Mechanical versus bioprosthetic aortic valves
For patients undergoing aortic valve replacement, careful consideration should be given to the relative risks and benefits of mechanical versus bioprosthetic valves.
Traditionally, mechanical valves have been thought to be more durable, but they require long-term anticoagulation therapy with warfarin due to an increased risk of thrombosis. The use of bioprosthetic valves avoids the need for long-term warfarin, but they carry a greater risk of long-term deterioration and a need for reoperation. [40]
In some cases, the choice of valve is apparent; eg, a homograft is often preferred to a mechanical valve in the setting of active infective endocarditis.

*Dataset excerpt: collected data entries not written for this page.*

//! Deck specification and construction.
//!
//! A `DeckSpec` is the canonical, immutable description of a deck:
//! per-name type and count. It is only ever used to *construct* fresh
//! per-game card multisets - a live game never holds a reference into
//! the spec, so games cannot alias each other's cards.

use serde::{Deserialize, Serialize};

use crate::core::ConfigError;

use super::card::{Card, CardType};

/// Number of cards in a legal Pocket deck.
pub const DECK_SIZE: usize = 20;

/// Maximum copies of one card name allowed by the format.
pub const MAX_COPIES: u8 = 2;

/// One deck-list line: a card name with its type and copy count.
#[derive(Clone, Debug, PartialEq, Eq, Serialize, Deserialize)]
pub struct DeckEntry {
    pub name: String,
    pub card_type: CardType,
    pub count: u8,
}

/// Declarative deck composition, keyed by card name.
///
/// Entries keep insertion order so introspection reports names in deck
/// order. Adding a name twice replaces the earlier entry, mirroring
/// assignment into a name-keyed map.
///
/// ## Example
///
/// ```
/// use pocket_sim::cards::{CardType, DeckSpec};
///
/// let spec = DeckSpec::new()
///     .with_card("Pikachu", CardType::BasicPokemon, 2)
///     .with_card("Poke Ball", CardType::Item, 2);
///
/// assert_eq!(spec.total_count(), 4);
/// assert_eq!(spec.count_of("Pikachu"), 2);
/// assert_eq!(spec.count_of("Mew"), 0);
/// ```
#[derive(Clone, Debug, Default, PartialEq, Eq, Serialize, Deserialize)]
pub struct DeckSpec {
    entries: Vec<DeckEntry>,
}

impl DeckSpec {
    /// Create an empty spec.
    #[must_use]
    pub fn new() -> Self {
        Self::default()
    }

    /// Add a card line (builder pattern). Replaces any existing entry
    /// with the same name.
    #[must_use]
    pub fn with_card(mut self, name: impl Into<String>, card_type: CardType, count: u8) -> Self {
        self.add_card(name, card_type, count);
        self
    }

    /// Add a card line. Replaces any existing entry with the same name.
    pub fn add_card(&mut self, name: impl Into<String>, card_type: CardType, count: u8) {
        let name = name.into();
        if let Some(entry) = self.entries.iter_mut().find(|e| e.name == name) {
            entry.card_type = card_type;
            entry.count = count;
        } else {
            self.entries.push(DeckEntry {
                name,
                card_type,
                count,
            });
        }
    }

    /// All entries in insertion order.
    #[must_use]
    pub fn entries(&self) -> &[DeckEntry] {
        &self.entries
    }

    /// Total number of cards across all entries.
    #[must_use]
    pub fn total_count(&self) -> usize {
        self.entries.iter().map(|e| e.count as usize).sum()
    }

    /// Copy count for a name, 0 if absent.
    #[must_use]
    pub fn count_of(&self, name: &str) -> usize {
        self.entries
            .iter()
            .find(|e| e.name == name)
            .map_or(0, |e| e.count as usize)
    }

    /// Declared type for a name, `None` if absent.
    #[must_use]
    pub fn card_type_of(&self, name: &str) -> Option<CardType> {
        self.entries
            .iter()
            .find(|e| e.name == name)
            .map(|e| e.card_type)
    }

    /// Total cards across entries matching a predicate.
    pub fn count_matching(&self, pred: impl Fn(&DeckEntry) -> bool) -> usize {
        self.entries
            .iter()
            .filter(|e| pred(e))
            .map(|e| e.count as usize)
            .sum()
    }

    /// Expand into a fresh card multiset.
    ///
    /// Always allocates a new `Vec` - spec and game never share cards.
    /// Use `build_deck` when the 20-card invariant still needs checking.
    #[must_use]
    pub fn cards(&self) -> Vec<Card> {
        let mut deck = Vec::with_capacity(self.total_count());
        for entry in &self.entries {
            for _ in 0..entry.count {
                deck.push(Card::new(entry.name.clone(), entry.card_type));
            }
        }
        deck
    }

    /// Expand into a fresh card multiset, checking the deck-size rule.
    pub fn build_deck(&self) -> Result<Vec<Card>, ConfigError> {
        let total = self.total_count();
        if total != DECK_SIZE {
            return Err(ConfigError::DeckSize { total });
        }
        Ok(self.cards())
    }
}
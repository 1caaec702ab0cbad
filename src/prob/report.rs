//! Probability answers.

use serde::{Deserialize, Serialize};

use super::request::CalculationRequest;

/// How a probability was obtained.
#[derive(Clone, Copy, Debug, PartialEq, Eq, Serialize, Deserialize)]
#[serde(rename_all = "snake_case")]
pub enum Method {
    Simulation,
    ClosedForm,
}

/// Answer to a [`CalculationRequest`].
///
/// Percentages are rounded to two decimals, the precision the engine
/// reports everywhere. Simulation counters are zero on closed-form
/// reports; `terms` is present only on closed-form ones.
#[derive(Clone, Debug, PartialEq, Serialize, Deserialize)]
pub struct ProbabilityReport {
    pub request: CalculationRequest,
    pub method: Method,
    pub probability_percent: f64,
    pub success_count: u64,
    pub total_valid_games: u64,
    pub simulation_count: u64,
    #[serde(skip_serializing_if = "Option::is_none")]
    pub terms: Option<ClosedFormTerms>,
    #[serde(skip_serializing_if = "Option::is_none")]
    pub note: Option<String>,
}

/// Intermediate quantities behind a closed-form answer.
#[derive(Clone, Debug, PartialEq, Serialize, Deserialize)]
pub struct ClosedFormTerms {
    /// Basic Pokemon cards in the deck.
    pub total_basics: u64,
    /// Deck cards counted for the request's list.
    pub target_count: u64,
    /// P(opening draw holds at least one Basic), the mulligan condition.
    pub p_any_basic: f64,
    /// Unrounded conditional probability.
    pub raw_probability: f64,
}

fn round_percent(value: f64) -> f64 {
    (value * 100.0).round() / 100.0
}

impl ProbabilityReport {
    /// Assemble a simulation report, rounding the estimate.
    ///
    /// With zero valid games the probability is reported as 0.0 and the
    /// note says why.
    #[must_use]
    pub fn from_simulation(
        request: CalculationRequest,
        success_count: u64,
        total_valid_games: u64,
        simulation_count: u64,
    ) -> Self {
        let (probability_percent, note) = if total_valid_games == 0 {
            (
                0.0,
                Some("no valid games; every attempt exhausted its mulligans".to_string()),
            )
        } else {
            (
                round_percent(success_count as f64 / total_valid_games as f64 * 100.0),
                None,
            )
        };
        Self {
            request,
            method: Method::Simulation,
            probability_percent,
            success_count,
            total_valid_games,
            simulation_count,
            terms: None,
            note,
        }
    }

    /// Assemble a closed-form report from its terms.
    #[must_use]
    pub fn from_closed_form(
        request: CalculationRequest,
        terms: ClosedFormTerms,
        note: Option<String>,
    ) -> Self {
        Self {
            request,
            method: Method::ClosedForm,
            probability_percent: round_percent(terms.raw_probability * 100.0),
            success_count: 0,
            total_valid_games: 0,
            simulation_count: 0,
            terms: Some(terms),
            note,
        }
    }
}
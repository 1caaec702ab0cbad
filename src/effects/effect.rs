//! Draw-effect vocabulary.
//!
//! Every draw card's behavior is one of a small set of shapes, so the
//! effect itself is data: a [`DrawEffect`] value looked up from the
//! registry and interpreted by the resolver. Adding a card with an
//! existing shape is a registry entry; only a genuinely new shape needs
//! a new variant and a resolver arm.

use smallvec::SmallVec;

use crate::cards::CardType;

/// What a draw card does when played.
#[derive(Clone, Debug, PartialEq, Eq)]
pub enum DrawEffect {
    /// Fetch a uniformly random deck card of the given type.
    TutorByType { target: CardType },
    /// Fetch a uniformly random deck card whose name is in `targets`.
    TutorByName { targets: SmallVec<[String; 2]> },
    /// Draw a fixed number of cards from the top of the deck.
    DrawFixed { count: u32 },
    /// Trade a Pokemon from hand for a random Pokemon from the deck.
    ExchangeWithDeck,
    /// Return the whole hand to the deck and draw that many cards.
    HandRefresh,
}

impl DrawEffect {
    /// Exchange effects resolve in their own phase, after every other
    /// effect has been chained.
    #[must_use]
    pub fn is_exchange(&self) -> bool {
        matches!(self, Self::ExchangeWithDeck)
    }

    /// Refresh effects are only worth playing in specific hand shapes,
    /// so the engine consults a policy before resolving them.
    #[must_use]
    pub fn is_refresh(&self) -> bool {
        matches!(self, Self::HandRefresh)
    }
}

/// Outcome of resolving one draw card.
#[derive(Clone, Debug, PartialEq, Eq)]
pub struct EffectOutcome {
    /// The card that was played.
    pub card_name: String,
    /// Whether the effect did anything.
    pub success: bool,
    /// Human-readable account of what happened.
    pub description: String,
    /// Structured account, for assertions and records.
    pub detail: EffectDetail,
}

impl EffectOutcome {
    #[must_use]
    pub fn success(
        card_name: impl Into<String>,
        description: impl Into<String>,
        detail: EffectDetail,
    ) -> Self {
        Self {
            card_name: card_name.into(),
            success: true,
            description: description.into(),
            detail,
        }
    }

    #[must_use]
    pub fn failure(card_name: impl Into<String>, description: impl Into<String>) -> Self {
        Self {
            card_name: card_name.into(),
            success: false,
            description: description.into(),
            detail: EffectDetail::None,
        }
    }
}

/// Structured payload of an [`EffectOutcome`].
#[derive(Clone, Debug, PartialEq, Eq)]
pub enum EffectDetail {
    /// Nothing moved (failed effects).
    None,
    /// A tutor fetched this card into hand.
    Fetched { name: String },
    /// A fixed draw put this many cards into hand.
    Drawn { count: u32 },
    /// An exchange sent `sacrificed` to the deck and fetched `fetched`.
    Exchanged { sacrificed: String, fetched: String },
    /// A refresh returned and redrew this many cards.
    Refreshed { returned: usize, drawn: usize },
}
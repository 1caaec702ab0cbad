//! Play policies for the two effects that need a decision.
//!
//! Most draw cards are always worth playing; the exchange and refresh
//! effects are not. Policies are trait-based so callers can swap in
//! their own heuristics:
//! - `decide_exchange`: whether to trade a held Pokemon for a deck one,
//!   and which to give up
//! - `decide_refresh`: whether shuffling the hand away improves the
//!   odds of holding the target cards

use crate::core::GameState;

/// Verdict on playing an exchange card.
#[derive(Clone, Debug, PartialEq, Eq)]
pub struct ExchangeDecision {
    pub recommended: bool,
    /// Hand Pokemon to trade away, when recommended.
    pub sacrifice: Option<String>,
    pub reason: &'static str,
}

impl ExchangeDecision {
    #[must_use]
    pub fn exchange(sacrifice: impl Into<String>, reason: &'static str) -> Self {
        Self {
            recommended: true,
            sacrifice: Some(sacrifice.into()),
            reason,
        }
    }

    #[must_use]
    pub fn decline(reason: &'static str) -> Self {
        Self {
            recommended: false,
            sacrifice: None,
            reason,
        }
    }
}

/// Verdict on playing a hand-refresh card.
#[derive(Clone, Debug, PartialEq, Eq)]
pub struct RefreshDecision {
    pub recommended: bool,
    pub reason: &'static str,
}

impl RefreshDecision {
    #[must_use]
    pub fn refresh(reason: &'static str) -> Self {
        Self {
            recommended: true,
            reason,
        }
    }

    #[must_use]
    pub fn decline(reason: &'static str) -> Self {
        Self {
            recommended: false,
            reason,
        }
    }
}

/// Decides whether to play effects that can make a hand worse.
///
/// The engine opens the exchange window only on the final simulated
/// turn and consults `decide_refresh` only when target cards are being
/// tracked; policies can assume both.
pub trait PlayPolicy: Send + Sync {
    /// Whether to trade a held Pokemon for a random deck Pokemon, given
    /// the target cards the run is tracking.
    fn decide_exchange(&self, state: &GameState, targets: &[String]) -> ExchangeDecision;

    /// Whether to shuffle the hand away in the hope of drawing into the
    /// tracked targets.
    fn decide_refresh(&self, state: &GameState, targets: &[String]) -> RefreshDecision;
}

/// Default heuristics: exchange when a missing target Pokemon is in the
/// deck and a spare Pokemon is in hand; refresh when the hand holds few
/// of the targets.
#[derive(Clone, Debug, Default)]
pub struct GreedyPolicy;

impl PlayPolicy for GreedyPolicy {
    fn decide_exchange(&self, state: &GameState, targets: &[String]) -> ExchangeDecision {
        let missing: Vec<&String> = targets
            .iter()
            .filter(|t| !state.hand_contains(t))
            .collect();
        if missing.is_empty() {
            return ExchangeDecision::decline("every target is already in hand");
        }
        let deck_has_needed = missing.iter().any(|t| {
            state
                .deck()
                .iter()
                .any(|c| c.is_named(t) && c.card_type.is_pokemon())
        });
        if !deck_has_needed {
            return ExchangeDecision::decline("no missing target Pokemon in the deck");
        }

        // Prefer giving up a Pokemon the run is not tracking.
        if let Some(card) = state
            .hand()
            .iter()
            .find(|c| c.card_type.is_pokemon() && !targets.iter().any(|t| c.is_named(t)))
        {
            return ExchangeDecision::exchange(
                card.name.clone(),
                "trading a spare Pokemon for a missing target",
            );
        }
        // Otherwise a duplicate copy of a held target is expendable.
        if let Some(card) = state
            .hand()
            .iter()
            .find(|c| c.card_type.is_pokemon() && state.count_in_hand(&c.name) >= 2)
        {
            return ExchangeDecision::exchange(
                card.name.clone(),
                "trading a duplicate copy of a held target",
            );
        }
        ExchangeDecision::decline("no Pokemon in hand worth trading")
    }

    fn decide_refresh(&self, state: &GameState, targets: &[String]) -> RefreshDecision {
        if targets.is_empty() {
            return RefreshDecision::decline("no target cards to chase");
        }
        let distinct_held = targets.iter().filter(|t| state.hand_contains(t)).count();
        if distinct_held == 0 {
            return RefreshDecision::refresh("hand holds none of the targets");
        }
        if distinct_held * 2 < targets.len() {
            return RefreshDecision::refresh("hand holds under half of the targets");
        }
        let others = state.hand().len().saturating_sub(1);
        if others <= 3 && distinct_held < targets.len() {
            return RefreshDecision::refresh("small hand with targets still missing");
        }
        RefreshDecision::decline("hand already holds enough targets")
    }
}
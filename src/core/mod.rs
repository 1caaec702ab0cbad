//! Core building blocks shared by every layer: the seeded RNG, the
//! per-game state, and the crate's error type.

pub mod error;
pub mod rng;
pub mod state;

pub use error::ConfigError;
pub use rng::GameRng;
pub use state::{GameState, OPENING_HAND_SIZE};
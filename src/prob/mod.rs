//! Probability questions, answers, and the math that connects them.

pub mod calculator;
pub mod hypergeom;
pub mod report;
pub mod request;

pub use calculator::ProbabilityCalculator;
pub use report::{ClosedFormTerms, Method, ProbabilityReport};
pub use request::{CalculationRequest, MAX_TARGET_CARDS, MAX_TARGET_TURN};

While further discussion is beyond the scope of this article, the reader is referred to the current ACC/AHA guidelines, which include major criteria for aortic valve selection, as well as recommendations for antithrombotic therapy (including aspirin for all prosthetic valve recipients along with long-term anticoagulation with warfarin for selected patients). [4]
Transcatheter aortic valve replacement as a treatment
Transcatheter aortic valve replacement (TAVR) has emerged as an important therapy for aortic stenosis (with or without AR) and now is being evaluated for use in patients with predominantly AR. TAVR involves the implantation of a bioprosthetic aortic valve using a catheter that is inserted peripherally, typically through the femoral artery, and implanted without requiring a median sternotomy (ie, without “open heart surgery”). Initial reports are promising but further studies are needed before TAVR becomes clinically available. [41]
TAVR as a cause
Management of AR that is the result of TAVR, typically following its use for aortic stenosis, depends on the severity and hemodynamic impact of the AR. Once a determination is made that the patient is likely to benefit from intervention, potential corrective measures (each of which carries unique risks include the following: [6]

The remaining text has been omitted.